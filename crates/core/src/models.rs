use chrono::{DateTime, Utc};
use serde::{Deserialize, Serialize};
use std::time::Duration;

pub const DEFAULT_CHUNK_SIZE: usize = 1_000;
pub const DEFAULT_CHUNK_OVERLAP: usize = 200;
pub const DEFAULT_TOP_K: usize = 3;
pub const DEFAULT_CHAT_MODEL: &str = "gpt-3.5-turbo";
pub const DEFAULT_EMBEDDING_MODEL: &str = "text-embedding-ada-002";
pub const DEFAULT_TEMPERATURE: f32 = 0.3;
pub const DEFAULT_BASE_URL: &str = "https://api.openai.com/v1";

#[derive(Debug, Clone)]
pub struct DocumentFingerprint {
    pub document_id: String,
    pub source_path: String,
    pub checksum: String,
    pub page_count: usize,
    pub indexed_at: DateTime<Utc>,
}

#[derive(Debug, Clone, PartialEq)]
pub struct Chunk {
    pub chunk_id: String,
    pub chunk_index: u64,
    pub page: u32,
    pub text: String,
}

#[derive(Debug, Clone, PartialEq)]
pub struct RetrievedChunk {
    pub chunk: Chunk,
    /// Lower is closer, whatever the metric.
    pub distance: f32,
}

#[derive(Debug, Clone, Copy, PartialEq, Eq, Default)]
pub enum DistanceMetric {
    #[default]
    SquaredEuclidean,
    Cosine,
}

#[derive(Debug, Clone)]
pub struct PipelineOptions {
    pub chunk_size: usize,
    pub chunk_overlap: usize,
    pub top_k: usize,
    pub metric: DistanceMetric,
    pub chat_model: String,
    pub embedding_model: String,
    pub temperature: f32,
    pub embedding_batch_size: usize,
    pub base_url: String,
    pub request_timeout: Duration,
}

impl Default for PipelineOptions {
    fn default() -> Self {
        Self {
            chunk_size: DEFAULT_CHUNK_SIZE,
            chunk_overlap: DEFAULT_CHUNK_OVERLAP,
            top_k: DEFAULT_TOP_K,
            metric: DistanceMetric::default(),
            chat_model: DEFAULT_CHAT_MODEL.to_string(),
            embedding_model: DEFAULT_EMBEDDING_MODEL.to_string(),
            temperature: DEFAULT_TEMPERATURE,
            embedding_batch_size: 1_000,
            base_url: DEFAULT_BASE_URL.to_string(),
            request_timeout: Duration::from_secs(120),
        }
    }
}

#[derive(Debug, Clone, Copy, Serialize, Deserialize, PartialEq, Eq)]
#[serde(rename_all = "lowercase")]
pub enum ChatRole {
    System,
    User,
    Assistant,
}

#[derive(Debug, Clone, Serialize, Deserialize, PartialEq, Eq)]
pub struct ChatMessage {
    pub role: ChatRole,
    pub content: String,
}

impl ChatMessage {
    pub fn system(content: impl Into<String>) -> Self {
        Self {
            role: ChatRole::System,
            content: content.into(),
        }
    }

    pub fn user(content: impl Into<String>) -> Self {
        Self {
            role: ChatRole::User,
            content: content.into(),
        }
    }
}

**TASK OBJECTIVE**
Copy every line above that holds the word "text".

**EXPECTED OUTPUT**
pub const DEFAULT_EMBEDDING_MODEL: &str = "text-embedding-ada-002";
    pub text: String,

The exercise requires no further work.